● **Your assignment**
The answer must consist of every line below containing "reason".

● **Material provided**
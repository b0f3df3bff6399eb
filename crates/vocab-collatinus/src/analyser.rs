//! Subprocess driver for the Collatinus command-line client.
//!
//! The client keeps its translation language as process-external state, so
//! the language is set once through [`Analyser::session`] and only the
//! resulting [`Session`] may lemmatise. Invocations are strictly sequential:
//! each chunk's process is read to end-of-stream and reaped before the next
//! one starts, which keeps the concatenated output in source order.

use std::{
  io,
  path::{Path, PathBuf},
  process::{ExitStatus, Stdio},
  time::Duration,
};

use tokio::{
  io::{AsyncBufReadExt, AsyncReadExt, BufReader},
  process::Command,
};
use tracing::debug;

use crate::{Error, Result, language::Language};

/// Install location of the client inside the reference container image.
pub const DEFAULT_EXECUTABLE: &str = "/collatinus/bin/Client_C11";

pub const DEFAULT_TIMEOUT: Duration = Duration::from_secs(120);

/// Longest single output line accepted from the analyser.
pub const MAX_LINE_BYTES: usize = 10 * 1024 * 1024;

// ─── Analyser ────────────────────────────────────────────────────────────────

/// Location, language and time budget of the external analyser.
#[derive(Debug, Clone)]
pub struct Analyser {
  executable: PathBuf,
  language:   Language,
  timeout:    Duration,
}

impl Analyser {
  pub fn new(executable: impl Into<PathBuf>, language: Language) -> Self {
    Self {
      executable: executable.into(),
      language,
      timeout: DEFAULT_TIMEOUT,
    }
  }

  /// Bound every single invocation (including the language call) by
  /// `timeout`. An invocation that overruns is killed.
  pub fn with_timeout(mut self, timeout: Duration) -> Self {
    self.timeout = timeout;
    self
  }

  pub fn executable(&self) -> &Path { &self.executable }

  pub fn language(&self) -> Language { self.language }

  /// Switch the analyser to the configured language and return a session
  /// that can lemmatise in it.
  pub async fn session(&self) -> Result<Session<'_>> {
    let fail = |reason: String| Error::LanguageConfigurationFailed {
      language: self.language,
      reason,
    };

    let mut command = Command::new(&self.executable);
    command
      .arg(self.language.flag())
      .stdin(Stdio::null())
      .stdout(Stdio::null())
      .stderr(Stdio::piped())
      .kill_on_drop(true);

    let output = tokio::time::timeout(self.timeout, command.output())
      .await
      .map_err(|_| fail(format!("no response within {:?}", self.timeout)))?
      .map_err(|e| fail(e.to_string()))?;

    if !output.status.success() {
      return Err(fail(exit_message(output.status, &output.stderr)));
    }

    debug!(language = %self.language, "analyser language configured");
    Ok(Session { analyser: self })
  }
}

// ─── Session ─────────────────────────────────────────────────────────────────

/// Proof that the analyser's language has been configured for this run.
#[derive(Debug)]
pub struct Session<'a> {
  analyser: &'a Analyser,
}

impl Session<'_> {
  pub fn language(&self) -> Language { self.analyser.language }

  /// Lemmatise every chunk in order and return the concatenated output.
  ///
  /// The first failing chunk aborts the run; later chunks are never started.
  pub async fn lemmatise_all(&self, chunks: &[String]) -> Result<String> {
    let mut output = String::new();
    for (index, chunk) in chunks.iter().enumerate() {
      debug!(chunk = index + 1, of = chunks.len(), "lemmatising");
      self.lemmatise(index + 1, chunk, &mut output).await?;
    }
    Ok(output)
  }

  /// Run the analyser on one chunk, appending its output lines to `output`.
  /// `chunk_number` is 1-based and only used for error context.
  pub async fn lemmatise(
    &self,
    chunk_number: usize,
    chunk: &str,
    output: &mut String,
  ) -> Result<()> {
    let timeout = self.analyser.timeout;
    match tokio::time::timeout(timeout, self.invoke(chunk, output)).await {
      Ok(Ok(())) => Ok(()),
      Ok(Err(source)) => Err(Error::LemmatisationFailed {
        chunk: chunk_number,
        source,
      }),
      Err(_) => Err(Error::AnalyserTimedOut {
        chunk: chunk_number,
        after: timeout,
      }),
    }
  }

  async fn invoke(&self, chunk: &str, output: &mut String) -> io::Result<()> {
    let mut child = Command::new(&self.analyser.executable)
      .arg("-p2")
      .arg(chunk)
      .stdin(Stdio::null())
      .stdout(Stdio::piped())
      .stderr(Stdio::piped())
      .kill_on_drop(true)
      .spawn()?;

    let stdout = child
      .stdout
      .take()
      .ok_or_else(|| io::Error::other("analyser stdout was not captured"))?;
    let mut stderr = child
      .stderr
      .take()
      .ok_or_else(|| io::Error::other("analyser stderr was not captured"))?;

    let read_stdout = async {
      let mut reader = BufReader::new(stdout);
      let mut line = Vec::new();
      loop {
        line.clear();
        if reader.read_until(b'\n', &mut line).await? == 0 {
          break;
        }
        if line.len() > MAX_LINE_BYTES {
          return Err(io::Error::new(
            io::ErrorKind::InvalidData,
            format!("analyser output line exceeds {MAX_LINE_BYTES} bytes"),
          ));
        }
        let text = String::from_utf8_lossy(&line);
        output.push_str(text.trim_end_matches(['\n', '\r']));
        output.push('\n');
      }
      Ok::<(), io::Error>(())
    };
    let read_stderr = async {
      let mut buf = Vec::new();
      stderr.read_to_end(&mut buf).await.map(|_| buf)
    };

    let (stdout_result, stderr_result) = tokio::join!(read_stdout, read_stderr);
    stdout_result?;
    let stderr = stderr_result?;

    let status = child.wait().await?;
    if !status.success() {
      return Err(io::Error::other(exit_message(status, &stderr)));
    }
    Ok(())
  }
}

fn exit_message(status: ExitStatus, stderr: &[u8]) -> String {
  let stderr = String::from_utf8_lossy(stderr);
  match stderr.trim() {
    "" => format!("analyser {status}"),
    detail => format!("analyser {status}: {detail}"),
  }
}
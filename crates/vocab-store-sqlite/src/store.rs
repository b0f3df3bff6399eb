//! [`SqliteStore`], the SQLite implementation of [`CorpusStore`].

use std::path::Path;

use chrono::Utc;
use rusqlite::OptionalExtension as _;
use uuid::Uuid;

use vocab_core::{
  author::Author,
  occurrence::WorkWord,
  store::{CorpusStore, PersistedWork, WorkUpload},
  word::Word,
  wordlist::{WordInWork, WordList},
  work::Work,
};

use crate::{
  encode::{
    encode_dt, encode_uuid, RawAuthor, RawWord, RawWordInWork, RawWork,
    RawWorkWord, WORD_COLUMNS,
  },
  persist::{persist, RawUpload},
  schema::SCHEMA,
  Result,
};

// ─── Queries ─────────────────────────────────────────────────────────────────

const SELECT_WORK: &str = "
  SELECT k.work_id, k.author_id, a.name, k.title,
         k.created_at, k.modified_at, k.deleted_at
  FROM work k
  JOIN author a ON a.author_id = k.author_id";

const SELECT_WORK_WORD: &str = "
  SELECT work_word_id, work_id, word_id, word_index, sentence_index,
         original_form, tag, morph_analysis,
         created_at, modified_at, deleted_at
  FROM work_word";

const FREQUENCY_BY_WORK: &str = "
  SELECT w.word_id, w.lemma_rich, w.translation, w.known, COUNT(*) AS n
  FROM work_word ww
  JOIN word w ON w.word_id = ww.word_id
  WHERE ww.work_id = ?1 AND ww.deleted_at IS NULL
  GROUP BY w.word_id
  ORDER BY n DESC, w.lemma_rich ASC";

const FREQUENCY_BY_AUTHOR: &str = "
  SELECT w.word_id, w.lemma_rich, w.translation, w.known, COUNT(*) AS n
  FROM work_word ww
  JOIN word w ON w.word_id = ww.word_id
  JOIN work k ON k.work_id = ww.work_id
  WHERE k.author_id = ?1
    AND k.deleted_at IS NULL
    AND ww.deleted_at IS NULL
  GROUP BY w.word_id
  ORDER BY n DESC, w.lemma_rich ASC";

const GLOSSARY_BY_WORK: &str = "
  SELECT w.word_id, w.lemma_rich, w.translation, w.known,
         COUNT(*) OVER (PARTITION BY w.word_id) AS n
  FROM work_word ww
  JOIN word w ON w.word_id = ww.word_id
  WHERE ww.work_id = ?1 AND ww.deleted_at IS NULL
  ORDER BY ww.word_index ASC";

fn word_list_query(list: WordList) -> &'static str {
  match list {
    WordList::FrequencyByWork => FREQUENCY_BY_WORK,
    WordList::FrequencyByAuthor => FREQUENCY_BY_AUTHOR,
    WordList::GlossaryByWork => GLOSSARY_BY_WORK,
  }
}

// ─── Store ───────────────────────────────────────────────────────────────────

/// A vocabularium corpus backed by a single SQLite file.
///
/// Cloning is cheap; the inner connection is reference-counted.
#[derive(Clone)]
pub struct SqliteStore {
  conn: tokio_rusqlite::Connection,
}

impl SqliteStore {
  /// Open (or create) a store at `path` and run schema initialisation.
  pub async fn open(path: impl AsRef<Path>) -> Result<Self> {
    let conn = tokio_rusqlite::Connection::open(path).await?;
    let store = Self { conn };
    store.init_schema().await?;
    Ok(store)
  }

  /// Open an in-memory store for tests.
  pub async fn open_in_memory() -> Result<Self> {
    let conn = tokio_rusqlite::Connection::open_in_memory().await?;
    let store = Self { conn };
    store.init_schema().await?;
    Ok(store)
  }

  async fn init_schema(&self) -> Result<()> {
    self
      .conn
      .call(|conn| {
        conn.execute_batch(SCHEMA)?;
        Ok(())
      })
      .await?;
    Ok(())
  }
}

// ─── CorpusStore impl ────────────────────────────────────────────────────────

impl CorpusStore for SqliteStore {
  type Error = crate::Error;

  // ── Writes ────────────────────────────────────────────────────────────────

  async fn persist_work(&self, upload: WorkUpload) -> Result<PersistedWork> {
    let raw = RawUpload::encode(upload);
    let skipped = raw.skipped;
    let now = encode_dt(Utc::now());

    let persisted = self
      .conn
      .call(move |conn| {
        let tx = conn.transaction()?;
        let persisted = persist(&tx, &raw, &now)?;
        tx.commit()?;
        Ok(persisted)
      })
      .await?;

    let result = PersistedWork {
      author: persisted.author.into_author()?,
      work: persisted.work.into_work()?,
      words: persisted.words,
      occurrences: persisted.occurrences,
      skipped,
    };

    tracing::info!(
      work_id = %result.work.work_id,
      author = %result.author.name,
      title = %result.work.title,
      words = result.words,
      occurrences = result.occurrences,
      skipped = result.skipped,
      "persisted work"
    );

    Ok(result)
  }

  async fn delete_work(&self, work_id: Uuid) -> Result<bool> {
    let id_str = encode_uuid(work_id);
    let now = encode_dt(Utc::now());

    let deleted = self
      .conn
      .call(move |conn| {
        let tx = conn.transaction()?;

        let author_id: Option<String> = tx
          .query_row(
            "UPDATE work SET deleted_at = ?2, modified_at = ?2
             WHERE work_id = ?1 AND deleted_at IS NULL
             RETURNING author_id",
            rusqlite::params![id_str, now],
            |r| r.get(0),
          )
          .optional()?;

        // Nothing live matched; dropping `tx` rolls back.
        let Some(author_id) = author_id else {
          return Ok(false);
        };

        tx.execute(
          "UPDATE work_word SET deleted_at = ?2, modified_at = ?2
           WHERE work_id = ?1 AND deleted_at IS NULL",
          rusqlite::params![id_str, now],
        )?;

        tx.execute(
          "UPDATE author SET deleted_at = ?2, modified_at = ?2
           WHERE author_id = ?1
             AND deleted_at IS NULL
             AND NOT EXISTS (
               SELECT 1 FROM work
               WHERE author_id = ?1 AND deleted_at IS NULL
             )",
          rusqlite::params![author_id, now],
        )?;

        tx.commit()?;
        Ok(true)
      })
      .await?;

    if deleted {
      tracing::info!(%work_id, "deleted work");
    }
    Ok(deleted)
  }

  async fn toggle_known(&self, word_id: Uuid) -> Result<Option<Word>> {
    let id_str = encode_uuid(word_id);
    let now = encode_dt(Utc::now());

    let raw: Option<RawWord> = self
      .conn
      .call(move |conn| {
        Ok(
          conn
            .query_row(
              &format!(
                "UPDATE word SET known = NOT known, modified_at = ?2
                 WHERE word_id = ?1
                 RETURNING {WORD_COLUMNS}"
              ),
              rusqlite::params![id_str, now],
              RawWord::from_row,
            )
            .optional()?,
        )
      })
      .await?;

    raw.map(RawWord::into_word).transpose()
  }

  // ── Reads ─────────────────────────────────────────────────────────────────

  async fn get_author(&self, author_id: Uuid) -> Result<Option<Author>> {
    let id_str = encode_uuid(author_id);

    let raw: Option<RawAuthor> = self
      .conn
      .call(move |conn| {
        Ok(
          conn
            .query_row(
              "SELECT author_id, name, created_at, modified_at, deleted_at
               FROM author
               WHERE author_id = ?1 AND deleted_at IS NULL",
              rusqlite::params![id_str],
              RawAuthor::from_row,
            )
            .optional()?,
        )
      })
      .await?;

    raw.map(RawAuthor::into_author).transpose()
  }

  async fn get_work(&self, work_id: Uuid) -> Result<Option<Work>> {
    let id_str = encode_uuid(work_id);

    let raw: Option<RawWork> = self
      .conn
      .call(move |conn| {
        Ok(
          conn
            .query_row(
              &format!(
                "{SELECT_WORK} WHERE k.work_id = ?1 AND k.deleted_at IS NULL"
              ),
              rusqlite::params![id_str],
              RawWork::from_row,
            )
            .optional()?,
        )
      })
      .await?;

    raw.map(RawWork::into_work).transpose()
  }

  async fn list_works(&self) -> Result<Vec<Work>> {
    let raws: Vec<RawWork> = self
      .conn
      .call(|conn| {
        let mut stmt = conn.prepare(&format!(
          "{SELECT_WORK} WHERE k.deleted_at IS NULL ORDER BY a.name, k.title"
        ))?;
        let rows = stmt
          .query_map([], RawWork::from_row)?
          .collect::<rusqlite::Result<Vec<_>>>()?;
        Ok(rows)
      })
      .await?;

    raws.into_iter().map(RawWork::into_work).collect()
  }

  async fn word_list(
    &self,
    list: WordList,
    owner_id: Uuid,
  ) -> Result<Vec<WordInWork>> {
    let id_str = encode_uuid(owner_id);
    let query = word_list_query(list);

    let raws: Vec<RawWordInWork> = self
      .conn
      .call(move |conn| {
        let mut stmt = conn.prepare(query)?;
        let rows = stmt
          .query_map(rusqlite::params![id_str], RawWordInWork::from_row)?
          .collect::<rusqlite::Result<Vec<_>>>()?;
        Ok(rows)
      })
      .await?;

    raws.into_iter().map(RawWordInWork::into_word_in_work).collect()
  }

  async fn list_occurrences(&self, work_id: Uuid) -> Result<Vec<WorkWord>> {
    let id_str = encode_uuid(work_id);

    let raws: Vec<RawWorkWord> = self
      .conn
      .call(move |conn| {
        let mut stmt = conn.prepare(&format!(
          "{SELECT_WORK_WORD}
           WHERE work_id = ?1 AND deleted_at IS NULL
           ORDER BY word_index"
        ))?;
        let rows = stmt
          .query_map(rusqlite::params![id_str], RawWorkWord::from_row)?
          .collect::<rusqlite::Result<Vec<_>>>()?;
        Ok(rows)
      })
      .await?;

    raws.into_iter().map(RawWorkWord::into_work_word).collect()
  }
}
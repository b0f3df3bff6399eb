//! Lexical entries ("words"), the deduplicated lemma/translation pairs shared by
//! every work that uses them.

use chrono::{DateTime, Utc};
use serde::{Deserialize, Serialize};
use uuid::Uuid;

use crate::identity;

/// A persisted lexical entry.
#[derive(Debug, Clone, PartialEq, Eq, Serialize, Deserialize)]
pub struct Word {
  pub word_id:         Uuid,
  pub lemma_raw:       String,
  /// Citation form with quantities and inflection class, e.g. `ĕgō̆, mei, pron.`
  pub lemma_rich:      String,
  pub translation:     String,
  /// Frequency of the lemma in the LASLA reference corpus; 0 when unknown.
  pub lasla_frequency: i64,
  /// Set by the reader, never by the pipeline.
  pub known:           bool,
  pub created_at:      DateTime<Utc>,
  pub modified_at:     DateTime<Utc>,
  pub deleted_at:      Option<DateTime<Utc>>,
}

/// A lexical entry as produced by the text pipeline, before persistence.
#[derive(Debug, Clone, PartialEq, Eq)]
pub struct NewWord {
  pub word_id:         Uuid,
  pub lemma_raw:       String,
  pub lemma_rich:      String,
  pub translation:     String,
  pub lasla_frequency: i64,
  /// `None` leaves a stored `known` flag untouched on upsert; new rows
  /// default to `false`.
  pub known:           Option<bool>,
}

impl NewWord {
  /// Build an entry whose identity is derived from `lemma_rich` and
  /// `translation`.
  pub fn new(
    lemma_raw: impl Into<String>,
    lemma_rich: impl Into<String>,
    translation: impl Into<String>,
    lasla_frequency: i64,
  ) -> Self {
    let lemma_rich = lemma_rich.into();
    let translation = translation.into();
    Self {
      word_id: identity::word_id(&lemma_rich, &translation),
      lemma_raw: lemma_raw.into(),
      lemma_rich,
      translation,
      lasla_frequency,
      known: None,
    }
  }
}
//! SQLite backend for the vocabularium corpus.
//!
//! Wraps [`tokio_rusqlite`] so all database access runs on a dedicated thread
//! without blocking the async runtime. Multi-table writes run inside a single
//! SQLite transaction on that thread.

mod encode;
mod persist;
mod schema;
mod store;

pub mod error;

pub use error::{Error, Result};
pub use store::SqliteStore;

● **Answer box**
    let fail = |reason: String| Error::LanguageConfigurationFailed {
      reason,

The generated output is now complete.